In most cases, the debts are never paid off. According to a report by the Jubilee Debt Campaign, since 1970 Jamaica has borrowed $18.5 billion and paid back $19.8 billion, yet still owes $7.8 billion. In the same period, the Philippines borrowed $110 billion, has paid back $125 billion, and owes $45 billion. These are not isolated examples. Essentially what is happening here is that money—in the form of labor power and natural resources—is being extracted from these countries. More goes out than comes in, thanks to the fact that all these loans bear interest.
What debts are “odious”? Some examples are obvious, such as loans to build the infamous Bataan Nuclear Power Plant from which Westinghouse and Marcos cronies profited enormously but which never produced any electricity, or the military expenditures of juntas in El Salvador or Greece.
But what about the huge amount of debt that financed large-scale, centralized development projects? Neoliberal ideology says those are to the great benefit of a nation, but now it is becoming apparent that the main beneficiaries were corporations from the same nations that were doing the lending. Moreover, the bulk of this development is geared toward enabling the recipient to generate foreign exchange by opening up its petroleum, minerals, timber, or other resources to exploitation, or by converting subsistence agriculture to commodity agribusiness, or by making its labor force available to global capital. The foreign exchange generated is required to make loan payments, but the people don’t necessarily benefit. Might we not say, then, that most debt owed by the “developing” world is odious, born of colonial and imperial relationships?

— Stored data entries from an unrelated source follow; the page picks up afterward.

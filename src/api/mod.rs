//! REST API module.
//!
//! Thin handlers over the repository and the session store. Every response
//! uses the `{ success, data }` or `{ success, error }` envelope.

mod clubs;
mod notifications;
mod session;
mod users;

pub use clubs::*;
pub use notifications::*;
pub use session::*;
pub use users::*;

use axum::{
    http::StatusCode,
    response::{IntoResponse, Response},
    Json,
};
use serde::Serialize;

use crate::errors::AppError;

/// Success response envelope.
#[derive(Debug, Serialize)]
pub struct ApiResponse<T: Serialize> {
    pub success: bool,
    pub data: T,
}

impl<T: Serialize> ApiResponse<T> {
    pub fn new(data: T) -> Self {
        Self {
            success: true,
            data,
        }
    }
}

impl<T: Serialize> IntoResponse for ApiResponse<T> {
    fn into_response(self) -> Response {
        (StatusCode::OK, Json(self)).into_response()
    }
}

/// Response type that can be either success or error.
pub type ApiResult<T> = Result<ApiResponse<T>, AppError>;

/// Create a successful API response.
pub fn success<T: Serialize>(data: T) -> ApiResult<T> {
    Ok(ApiResponse::new(data))
}

/// Create an error API response.
pub fn error<T: Serialize>(err: AppError) -> ApiResult<T> {
    Err(err)
}

/// Turn an optional lookup into data or a 404.
pub fn found<T: Serialize>(
    result: Result<Option<T>, AppError>,
    what: impl FnOnce() -> String,
) -> ApiResult<T> {
    match result {
        Ok(Some(data)) => success(data),
        Ok(None) => error(AppError::NotFound(what())),
        Err(e) => error(e),
    }
}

The same might be said for municipal, household, and personal debt. Tax laws, financial deregulation, and economic globalization have siphoned money into the hands of corporations and the very rich, forcing everyone else to borrow in order to meet basic needs. Municipalities and regional governments now must borrow to provide the services that tax revenues once funded before industry fled to the places of least regulation and lowest wages in the global “race to the bottom.” Students now must borrow to attend universities that were once heavily subsidized by government.

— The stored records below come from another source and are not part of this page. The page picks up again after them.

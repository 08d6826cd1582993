//! User model.

use serde::{Deserialize, Serialize};
use serde_json::{Map, Value};

/// Role of a user in the application.
///
/// Stored as a plain string; unknown roles round-trip unchanged.
#[derive(Debug, Clone, PartialEq, Eq, Default, Serialize, Deserialize)]
#[serde(from = "String", into = "String")]
pub enum UserRole {
    #[default]
    Member,
    Admin,
    SuperAdmin,
    Other(String),
}

impl UserRole {
    pub fn as_str(&self) -> &str {
        match self {
            UserRole::Member => "member",
            UserRole::Admin => "admin",
            UserRole::SuperAdmin => "superadmin",
            UserRole::Other(role) => role,
        }
    }
}

impl From<String> for UserRole {
    fn from(role: String) -> Self {
        match role.as_str() {
            "member" => UserRole::Member,
            "admin" => UserRole::Admin,
            "superadmin" => UserRole::SuperAdmin,
            _ => UserRole::Other(role),
        }
    }
}

impl From<UserRole> for String {
    fn from(role: UserRole) -> Self {
        role.as_str().to_string()
    }
}

/// A user record. `email` is the logical key, by convention only.
#[derive(Debug, Clone, Serialize, Deserialize)]
#[serde(rename_all = "camelCase")]
pub struct User {
    #[serde(default, skip_serializing_if = "String::is_empty")]
    pub key: String,
    pub email: String,
    #[serde(default, skip_serializing_if = "Option::is_none")]
    pub name: Option<String>,
    #[serde(default)]
    pub role: UserRole,
    #[serde(default)]
    pub created_at: String,
    /// Other profile fields
    #[serde(flatten)]
    pub extra: Map<String, Value>,
}

/// Request body for creating a user.
#[derive(Debug, Clone, Serialize, Deserialize)]
#[serde(rename_all = "camelCase")]
pub struct CreateUserRequest {
    pub email: String,
    #[serde(default, skip_serializing_if = "Option::is_none")]
    pub name: Option<String>,
    #[serde(default)]
    pub role: UserRole,
    #[serde(flatten)]
    pub extra: Map<String, Value>,
}

/// Request body for changing a user's role.
#[derive(Debug, Clone, Deserialize)]
pub struct UpdateRoleRequest {
    pub role: UserRole,
}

Stagnant wages force families to borrow just to live. The rising tide of debt cannot be explained by a rising tide of laziness or irresponsibility. The debt is systemic and inescapable. It isn’t fair, and people know it. As the concept of illegitimate debts spreads, the moral compulsion to repay them will wane, and new forms of debt resistance will emerge. Indeed, they already are in places most affected by the economic crisis, such as Spain, where a strong anti-eviction movement challenges the legitimacy of mortgage debt and has just gotten an activist elected mayor of Barcelona.

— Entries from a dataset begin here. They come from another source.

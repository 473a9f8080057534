//! Engine configuration: clock settings and pipeline schedules, loadable from
//! JSON.
//!
//! ```
//! use tessera_engine::config::EngineConfig;
//!
//! let config = EngineConfig::from_json_str(r#"{
//!     "tick": { "fixed_dt": 0.02 },
//!     "pipelines": [
//!         { "name": "gameplay", "schedule": { "Update": [{ "name": "input" }] } }
//!     ]
//! }"#).unwrap();
//! assert_eq!(config.tick.max_fixed_steps_per_frame, 8);
//! assert_eq!(config.pipelines[0].name, "gameplay");
//! ```

use std::path::Path;

use serde::{Deserialize, Serialize};

use crate::error::ConfigError;
use crate::pipeline::Pipeline;
use crate::registry::TypeRegistry;
use crate::schedule::SystemSchedule;

// ---------------------------------------------------------------------------
// TickConfig
// ---------------------------------------------------------------------------

/// Fixed-step clock settings.
#[derive(Debug, Clone, Copy, PartialEq, Serialize, Deserialize)]
#[serde(default)]
pub struct TickConfig {
    /// Seconds per fixed step. Must be positive and finite.
    pub fixed_dt: f64,
    /// Upper bound on fixed steps run in one frame; the rest of the
    /// accumulated time is discarded.
    pub max_fixed_steps_per_frame: u32,
}

impl Default for TickConfig {
    /// 60 Hz, at most 8 fixed steps per frame.
    fn default() -> Self {
        Self {
            fixed_dt: 1.0 / 60.0,
            max_fixed_steps_per_frame: 8,
        }
    }
}

impl TickConfig {
    pub fn validate(&self) -> Result<(), ConfigError> {
        if !(self.fixed_dt > 0.0 && self.fixed_dt.is_finite()) {
            return Err(ConfigError::InvalidTick(format!(
                "fixed_dt must be positive and finite, got {}",
                self.fixed_dt
            )));
        }
        if self.max_fixed_steps_per_frame == 0 {
            return Err(ConfigError::InvalidTick(
                "max_fixed_steps_per_frame must be at least 1".to_owned(),
            ));
        }
        Ok(())
    }
}

// ---------------------------------------------------------------------------
// EngineConfig
// ---------------------------------------------------------------------------

/// A named pipeline and its schedule.
#[derive(Debug, Clone, Default, PartialEq, Serialize, Deserialize)]
pub struct PipelineConfig {
    pub name: String,
    #[serde(default)]
    pub schedule: SystemSchedule,
}

#[derive(Debug, Clone, Default, PartialEq, Serialize, Deserialize)]
pub struct EngineConfig {
    #[serde(default)]
    pub tick: TickConfig,
    #[serde(default)]
    pub pipelines: Vec<PipelineConfig>,
}

impl EngineConfig {
    pub fn from_json_str(text: &str) -> Result<Self, ConfigError> {
        Ok(serde_json::from_str(text)?)
    }

    pub fn load(path: impl AsRef<Path>) -> Result<Self, ConfigError> {
        let path = path.as_ref();
        let text = std::fs::read_to_string(path).map_err(|source| ConfigError::Io {
            path: path.to_path_buf(),
            source,
        })?;
        let config = Self::from_json_str(&text)?;
        tracing::info!(path = %path.display(), pipelines = config.pipelines.len(), "engine config loaded");
        Ok(config)
    }

    /// Check the clock settings and every schedule against `registry`.
    pub fn validate(&self, registry: &TypeRegistry) -> Result<(), ConfigError> {
        self.tick.validate()?;
        for pipeline in &self.pipelines {
            pipeline.schedule.validate(registry)?;
        }
        Ok(())
    }

    /// Uninitialized pipelines, in config order.
    pub fn into_pipelines(self) -> Vec<Pipeline> {
        self.pipelines
            .into_iter()
            .map(|p| Pipeline::new(p.name, p.schedule))
            .collect()
    }
}

#[cfg(test)]
mod tests {
    use super::*;
    use crate::system::{SystemCategories, SystemCategory, System};
    use tessera_ecs::prelude::World;

    #[derive(Default)]
    struct Input;
    impl System for Input {
        fn tick(&mut self, _world: &mut World) {}
    }

    #[test]
    fn default_config_is_60hz() {
        let config = TickConfig::default();
        assert!((config.fixed_dt - 1.0 / 60.0).abs() < f64::EPSILON);
        assert!(config.validate().is_ok());
    }

    #[test]
    fn bad_tick_values_are_rejected() {
        for fixed_dt in [0.0, -1.0, f64::INFINITY, f64::NAN] {
            let config = TickConfig { fixed_dt, ..Default::default() };
            assert!(matches!(config.validate(), Err(ConfigError::InvalidTick(_))), "{fixed_dt}");
        }
        let config = TickConfig { max_fixed_steps_per_frame: 0, ..Default::default() };
        assert!(config.validate().is_err());
    }

    #[test]
    fn parses_and_validates_pipelines() {
        let registry = TypeRegistry::builder()
            .system::<Input>("input", SystemCategories::UPDATE)
            .build();
        let config = EngineConfig::from_json_str(
            r#"{"pipelines": [
                {"name": "menu"},
                {"name": "game", "schedule": {"Update": [{"name": "input", "non_pausable": true}]}}
            ]}"#,
        )
        .unwrap();
        assert!(config.validate(&registry).is_ok());

        let pipelines = config.into_pipelines();
        assert_eq!(pipelines.len(), 2);
        assert_eq!(pipelines[1].name(), "game");
        assert!(pipelines[1].schedule().entries(SystemCategory::Update)[0].non_pausable);
    }

    #[test]
    fn unknown_system_fails_validation() {
        let registry = TypeRegistry::builder().build();
        let config =
            EngineConfig::from_json_str(r#"{"pipelines": [{"name": "game", "schedule": {"Update": [{"name": "x"}]}}]}"#)
                .unwrap();
        assert!(matches!(config.validate(&registry), Err(ConfigError::UnknownSystem { .. })));
    }

    #[test]
    fn malformed_json_and_missing_file() {
        assert!(matches!(EngineConfig::from_json_str("{"), Err(ConfigError::Json(_))));
        assert!(matches!(
            EngineConfig::load("/definitely/not/here.json"),
            Err(ConfigError::Io { .. })
        ));
    }
}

As the recent drama in Greece has shown us, though, isolated acts of resistance are easily crushed. Standing alone, Greece faced a stark choice: either capitulate to the European institutions and enact austerity measures even more punishing than those its people rejected in the referendum or suffer the sudden destruction of its banks. Since the latter would entail a humanitarian catastrophe, the Syriza government chose to capitulate. Nonetheless, Greece rendered the world an important service by making the fact of debt slavery plain, as well as revealing the power of undemocratic institutions such as the European Central Bank to dictate domestic economic policy.